Pada pukul 00.00 sampai 00.50 WIB aktivitas kegempaan cukup tinggi, ditandai dengan terjadinya 38 kali guguran, 18 kali gempa MP, dan tiga kali gempa vulkanik.

Selama rentang waktu tersebut terjadi awan panas selama tujuh menit pada pukul 00.16 WIB yang terpantau ke arah Kali Lamat, Kali Senowo, dan Kali Krasak.

Awan panas itu diikuti dengan awan panas yang cukup besar pada pukul 00.35 WIB dengan durasi 22 menit ke arah Kali Gendol, Kali Kuning, Kali Krasak dan Kali Boyong.

Dua kali awan panas tersebut kemudian diikuti letusan di puncak Merapi pada pukul 00.50 WIB, yang ditandai munculnya bola api atau letusan vertikal setinggi dua kilometer, yang tampak dari Pos Selo, Pos Jrakah, Pos Ngepos, dan Pos Kaliurang.

Ketinggaian asap letusan diperkirakan mencapai 3,5 kilometer, dan getaran dirasakan penduduk hingga radius 12 kilometer, seperti di Desa Srumbung di barat daya Merapi.

Pascaletusan tersebut terjadi hujan pasir sejauh 10 kilometer, seperti di Desa Hargobinangun.

Sedangkan hujan abu dilaporkan terjadi hingga Dusun Krasak di Kabupaten Bantul.
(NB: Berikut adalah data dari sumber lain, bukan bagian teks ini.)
//! Momentum SGD with L2 weight decay and optional RMSProp normalisation,
//! plus the learning rate schedule used by the training driver.
use log::debug;
use ndarray::*;
use serde_derive::{Deserialize, Serialize};

use crate::WeightPrecision;

/// RMSProp settings: decay of the running mean square and the constant added
/// to its square root.
#[derive(Debug, Clone, Copy, PartialEq)]
pub struct RmsProp {
    pub decay: WeightPrecision,
    pub epsilon: WeightPrecision,
}

/// Hyperparameters of a single update step, with the learning rates already
/// decayed for the current iteration.
#[derive(Debug, Clone, Copy, PartialEq)]
pub struct UpdateParams {
    /// Learning rate of the kernel banks.
    pub eps_w: WeightPrecision,
    /// Learning rate of the biases.
    pub eps_b: WeightPrecision,
    /// Momentum coefficient.
    pub mu: WeightPrecision,
    /// L2 regularisation coefficient.
    pub l2: WeightPrecision,
    /// `None` disables RMSProp.
    pub rms_prop: Option<RmsProp>,
}

/// Velocity and running mean square of one parameter array. Both start at
/// zero and have the shape of the parameter.
#[derive(Debug, Clone, PartialEq, Serialize, Deserialize)]
pub struct ParameterState<D: Dimension> {
    velocity: Array<WeightPrecision, D>,
    mean_square: Array<WeightPrecision, D>,
}

impl<D: Dimension> ParameterState<D> {
    pub fn zeros(shape: D) -> Self {
        Self {
            velocity: Array::zeros(shape.clone()),
            mean_square: Array::zeros(shape),
        }
    }

    pub fn velocity(&self) -> &Array<WeightPrecision, D> {
        &self.velocity
    }

    pub fn mean_square(&self) -> &Array<WeightPrecision, D> {
        &self.mean_square
    }

    /// Applies one update to `parameter`:
    ///
    /// ```text
    /// ms = decay * ms + (1 - decay) * g^2        (RMSProp only)
    /// g  = g / (sqrt(ms) + epsilon)              (RMSProp only, NaN -> 0)
    /// v  = mu * v - lr * g - lr * l2 * p
    /// p  = p + v
    /// ```
    pub fn apply(
        &mut self,
        parameter: &mut Array<WeightPrecision, D>,
        mut gradient: Array<WeightPrecision, D>,
        learning_rate: WeightPrecision,
        params: &UpdateParams,
    ) {
        debug_assert_eq!(parameter.shape(), gradient.shape());

        if let Some(rms) = params.rms_prop {
            Zip::from(&mut self.mean_square)
                .and(&gradient)
                .for_each(|ms, &g| *ms = rms.decay * *ms + (1. - rms.decay) * g * g);

            let mut replaced = 0;
            Zip::from(&mut gradient)
                .and(&self.mean_square)
                .for_each(|g, &ms| {
                    *g /= ms.sqrt() + rms.epsilon;
                    if g.is_nan() {
                        *g = 0.;
                        replaced += 1;
                    }
                });
            if replaced > 0 {
                debug!(
                    "RMSProp normalisation produced {} NaN gradients, replaced with 0.",
                    replaced
                );
            }
        }

        Zip::from(&mut self.velocity)
            .and(&gradient)
            .and(&*parameter)
            .for_each(|v, &g, &p| {
                *v = params.mu * *v - learning_rate * g - learning_rate * params.l2 * p
            });
        *parameter += &self.velocity;
    }
}

/// Decays the learning rate `eps` for iteration `itr`.
///
/// `intvl == 0` keeps the rate constant. Otherwise the rate is
/// `eps / (1 + phi * min(itr, satr) / intvl)`; a missing `satr` never
/// saturates.
pub fn epsilon_decay(
    eps: WeightPrecision,
    phi: WeightPrecision,
    satr: Option<usize>,
    itr: usize,
    intvl: usize,
) -> WeightPrecision {
    if intvl == 0 {
        return eps;
    }
    let capped = match satr {
        Some(satr) => itr.min(satr),
        None => itr,
    };
    let i = capped as WeightPrecision / intvl as WeightPrecision;
    eps / (1. + i * phi)
}
use crate::{
    errors::{LayerError, LayerResult},
    layers::Layer,
    optimizer::UpdateParams,
    pooling::{block_sum, expand, pool, positions_from_pooled, window_size, PoolMode},
    FeatureBatch, ImagePrecision,
};
use ndarray::*;
use serde_derive::{Deserialize, Serialize};

/// Pooling layer without learnable parameters.
///
/// Encoding layers shrink the planes by `factor`, decoding layers grow them
/// by the same factor (forward and backward swap roles).
#[derive(Debug, Clone, Serialize, Deserialize)]
pub struct PoolLayer {
    factor: (usize, usize),
    mode: PoolMode,
    decode: bool,
    #[serde(skip)]
    cache: Option<PoolCache>,
}

#[derive(Debug, Clone)]
struct PoolCache {
    output_dim: Ix4,
    /// Routing mask of the maxima, only for encoding max pooling.
    positions: Option<FeatureBatch>,
}

impl PoolLayer {
    pub fn new(factor: (usize, usize), mode: PoolMode) -> LayerResult<PoolLayer> {
        if factor.0 == 0 || factor.1 == 0 {
            return Err(LayerError::InvalidParameter(format!(
                "pooling factor must be positive, got {:?}",
                factor
            )));
        }
        Ok(PoolLayer {
            factor,
            mode,
            decode: false,
            cache: None,
        })
    }

    /// Returns the dual layer: same factor and mode, opposite direction.
    pub fn mirror(&self) -> PoolLayer {
        PoolLayer {
            factor: self.factor,
            mode: self.mode,
            decode: !self.decode,
            cache: None,
        }
    }

    pub fn factor(&self) -> (usize, usize) {
        self.factor
    }

    pub fn mode(&self) -> PoolMode {
        self.mode
    }

    /// The routing mask cached by the last encoding max pool forward pass.
    pub fn positions(&self) -> Option<&FeatureBatch> {
        self.cache.as_ref().and_then(|cache| cache.positions.as_ref())
    }

    fn scale(&self) -> ImagePrecision {
        match self.mode {
            PoolMode::Avg => 1. / window_size(self.factor) as ImagePrecision,
            PoolMode::Max => 1.,
        }
    }
}

impl Layer for PoolLayer {
    fn forward(&mut self, data: &FeatureBatch) -> LayerResult<FeatureBatch> {
        let (output, positions) = if self.decode {
            (expand(data, self.factor) * self.scale(), None)
        } else {
            match self.mode {
                PoolMode::Avg => (pool(data, self.factor, PoolMode::Avg)?, None),
                PoolMode::Max => {
                    let pooled = pool(data, self.factor, PoolMode::Max)?;
                    let positions = positions_from_pooled(data.view(), &pooled, self.factor);
                    (pooled, Some(positions))
                }
            }
        };

        self.cache = Some(PoolCache {
            output_dim: output.raw_dim(),
            positions,
        });
        Ok(output)
    }

    fn backward(&mut self, gradient: &FeatureBatch) -> LayerResult<FeatureBatch> {
        let cache = self.cache.take().ok_or_else(|| {
            LayerError::StateError("pooling backward pass without a preceding forward pass".into())
        })?;
        if gradient.raw_dim() != cache.output_dim {
            return Err(LayerError::ShapeError(format!(
                "pooling layer produced {:?} but received a gradient of shape {:?}",
                cache.output_dim.slice(),
                gradient.shape()
            )));
        }

        if self.decode {
            return Ok(block_sum(gradient, self.factor)? * self.scale());
        }
        match cache.positions {
            Some(positions) => Ok(expand(gradient, self.factor) * &positions),
            None => Ok(expand(gradient, self.factor) * self.scale()),
        }
    }

    fn update(&mut self, _params: &UpdateParams) -> LayerResult<()> {
        Ok(())
    }

    fn is_decoder(&self) -> bool {
        self.decode
    }
}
Berdasarkan data di BPPTK Yogyakarta, hingga pukul 06.00 WIB, Sabtu, telah terjadi 78 kali guguran, 27 kali gempa MP, empat kali gempa vulkanik, dan dua kali awan panas.

"Aktivitas seismik menurun, yaitu hanya ada empat kali vulkanik hingga pukul 06.00 WIB. Tetapi status Merapi masih tetap awas," katanya.

Sementara itu, Gubernur DIY Sri Sultan Hamengku Buwono X mengatakan pihaknya secara rutin memperoleh informasi dari BPPTK mengenai perkembangan aktivitas vulkanik Merapi.

Oleh karena itu, jika ada warga yang tidak mau mengungsi dengan adanya bahaya gunung tersebut, Sultan hanya bisa mengatakan semua risiko biar ditanggung yang bersangkutan. "Pemerintah hanya bisa mengingatkan, semua dikembalikan kepada masing-masing pribadi warga," katanya.

Selimuti Yogyakarta

Abu vulkanik dari letusan Gunung Merapi yang terjadi pada pukul 00.16-00.37 WIB terlihat menutupi langit Kota Yogyakarta.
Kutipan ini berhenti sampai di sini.